Er ist Professor für Geographie und Medien an der Christian-Albrechts-Universität. 2010 hat er das Projekt yooweedoo gegründet. yooweedoo unterstützt Studierende, die die Welt verändern wollen, bei der Gründung von ökologisch und sozial nachhaltigen Projekten, Organisationen und Unternehmen.

Klik 2030: In Ihrer Lehre befassen Sie sich mit dem Thema Nachhaltigkeit. Warum haben Sie sich diesen Schwerpunkt gesetzt?

Prof. Corves: Mein Interesse richtet sich auf den Bereich Bildung für nachhaltige Entwicklung und im Speziellen Social Entrepreneurship Education. Mich interessiert die Frage, wie Lehre an der Universität gestaltet werden kann, damit Studierende lernen, die Welt zu verändern; damit sie die Erfahrung machen, dass sie die Welt verändern können. Meine eigene Erfahrung im Hochschulstudium – was ja nun schon etwas zurückliegt – war, dass Universitäten Studenten nur selten ermöglichen, zu lernen, wie man selber ein Problem löst. Und ich denke, an der Uni sollte man lernen, reale Probleme zu lösen. Das können gesellschaftliche Probleme oder auch Forschungsprobleme sein.

Klik 2030: Und wie bringen Sie Studierenden das Lösen von Problemen bei?

Prof. Corves: Dafür haben wir im Jahr 2010 das Projekt yooweedoo gegründet. In unserem Lernprogramm lernen Studierende, wie man ein Changeprojekt plant und umsetzt, das die Welt im Kleinen verändert. Sie lernen es, für ein gesellschaftliches Problem eine unternehmerische Lösung zu planen und in einem Pilotprojekt zu testen. Im yooweedoo Ideenwettbewerb können sie bis zu 2.000 Euro Startkapital für ihr Vorhaben gewinnen. In diesem Jahr konnten wir 34 Projekte finanzieren, davon rund 15 in Kiel.

Klik 2030: Das heißt Sie geben den Studierenden keine Themen und Probleme vor?

Prof. Corves: Es ist ein ganz wichtiger Lernschritt, ein gesellschaftliches Problem selbst zu erkennen und seine Ursachen zu analysieren. Wir geben deshalb die zu bearbeiteten Probleme grundsätzlich nicht vor. Wir haben stattdessen einige einfache Regeln festgelegt, welche Art von Projekten in unserem Lernprogramm entstehen sollen. Projekte müssen einen Beitrag zu nachhaltiger Entwicklung leisten. Sie müssen einen gesellschaftlichen Mehrwert schaffen. Wir sagen den Studierenden, ihr müsst uns genau erklären, worin dieser Mehrwert besteht und welche Zielgruppe in der Gesellschaft diesen Mehrwert haben wird. Außerdem verlangen wir, dass jedes Projekt ein realistisches Finanzierungs- oder Geschäftsmodell hat. Und im Ideenwettbewerb fördern wir nur Projekte, wenn die Studierenden die volle Verantwortung haben.

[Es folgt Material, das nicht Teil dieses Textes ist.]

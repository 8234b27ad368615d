//! Game state and core simulation types
//!
//! A single `GameState` value is threaded through every operation; nothing
//! here is global.

use rand::{Rng, SeedableRng};
use rand_pcg::Pcg32;
use std::f32::consts::TAU;

use crate::consts::*;
use crate::leaderboard::LeaderboardEntry;

/// Current top-level screen
#[derive(Debug, Clone, Copy, PartialEq, Eq, Default)]
pub enum Screen {
    /// Waiting for the first press
    #[default]
    Instructions,
    /// Ball orbiting, presses are scored
    Playing,
    /// Round over, restart available
    GameOver,
    /// Round qualified for the leaderboard, typing a name
    NameEntry,
}

/// Trail sample left behind by the ball
#[derive(Debug, Clone, Copy, PartialEq)]
pub struct Particle {
    /// Seconds since the particle was spawned
    pub age: f32,
    /// Ball angle at spawn time
    pub angle: f32,
}

impl Particle {
    pub fn new(angle: f32) -> Self {
        Self { age: 0.0, angle }
    }

    /// Remaining life in [0, 1] (1 = just spawned)
    pub fn fade(&self) -> f32 {
        (1.0 - self.age / PARTICLE_MAX_AGE).clamp(0.0, 1.0)
    }

    /// Draw radius, shrinking with age
    pub fn radius(&self) -> f32 {
        BALL_RADIUS * self.fade()
    }

    pub fn visible(&self) -> bool {
        self.radius() > MIN_PARTICLE_RADIUS
    }

    pub fn expired(&self) -> bool {
        self.age > PARTICLE_MAX_AGE
    }
}

/// Complete game state for one session
#[derive(Debug, Clone)]
pub struct GameState {
    pub screen: Screen,
    /// Hits landed this round
    pub score: u32,
    /// Ball angle in radians (accumulates, never wrapped)
    pub ball_angle: f32,
    /// Angular direction, +1 or -1
    pub dir: i8,
    /// Target angle in [0, 2π)
    pub target_angle: f32,
    /// Trail samples, oldest first
    pub particles: Vec<Particle>,
    /// Anonymous player id, set once sign-in resolves
    pub identity: Option<String>,
    /// Name being typed on the name entry screen
    pub name: String,
    /// Leaderboard position of the last finished round
    pub rank: Option<usize>,
    /// Whether the last finished round earned a celebration
    pub confetti: bool,
    /// Leaderboard overlay toggle (independent of `screen`)
    pub show_leaderboard: bool,
    /// Cached top entries for the overlay
    pub board: Vec<LeaderboardEntry>,
    /// Bumped when a round ends or restarts; stale rank and submission
    /// results are dropped
    pub round_generation: u64,
    /// Bumped on every overlay toggle and restart; stale board fetches are dropped
    pub board_generation: u64,
    rng: Pcg32,
}

impl GameState {
    /// Create a new game state on the instructions screen
    pub fn new(seed: u64) -> Self {
        let mut state = Self {
            screen: Screen::Instructions,
            score: 0,
            ball_angle: 0.0,
            dir: INITIAL_DIR,
            target_angle: 0.0,
            particles: Vec::new(),
            identity: None,
            name: String::new(),
            rank: None,
            confetti: false,
            show_leaderboard: false,
            board: Vec::new(),
            round_generation: 0,
            board_generation: 0,
            rng: Pcg32::seed_from_u64(seed),
        };
        state.randomize_target();
        state
    }

    /// Pick a new target uniformly over [0, 2π)
    pub fn randomize_target(&mut self) {
        self.target_angle = self.rng.random_range(0.0..TAU);
    }

    /// Invalidate any rank lookup or submission still in flight
    pub fn next_round_generation(&mut self) -> u64 {
        self.round_generation += 1;
        self.round_generation
    }

    /// Invalidate any board fetch still in flight
    pub fn next_board_generation(&mut self) -> u64 {
        self.board_generation += 1;
        self.board_generation
    }

    /// True once the round has ended (leaderboard feedback is meaningful)
    pub fn round_over(&self) -> bool {
        matches!(self.screen, Screen::GameOver | Screen::NameEntry)
    }
}

impl Default for GameState {
    fn default() -> Self {
        Self::new(0)
    }
}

Klik 2030: Welche Themen und Probleme bewegen denn die Studierenden?

Prof. Corves: Das kann man so pauschal kaum beantworten. Jedes Jahr entstehen in unserem Lernprogramm neue spannende Projektideen. Es gibt natürlich immer Themen, die wie „Interessenswellen“ durch die Studierendenschaft schwappen. Seit zwei, drei Jahren beschäftigen sich viele Studierende mit den Themen Upcycling, Ressourcenschutz und der Reduzierung von Lebensmittelverschwendung.

Klik 2030: Sie haben yooweedoo angesprochen. Daraus sind in den letzten Jahren viele kleine Projekte entstanden. Gibt es da ein Projekt, das Ihnen in Erinnerung geblieben ist, wo Sie gesagt haben: Das war besonders wertvoll für den Klimaschutz?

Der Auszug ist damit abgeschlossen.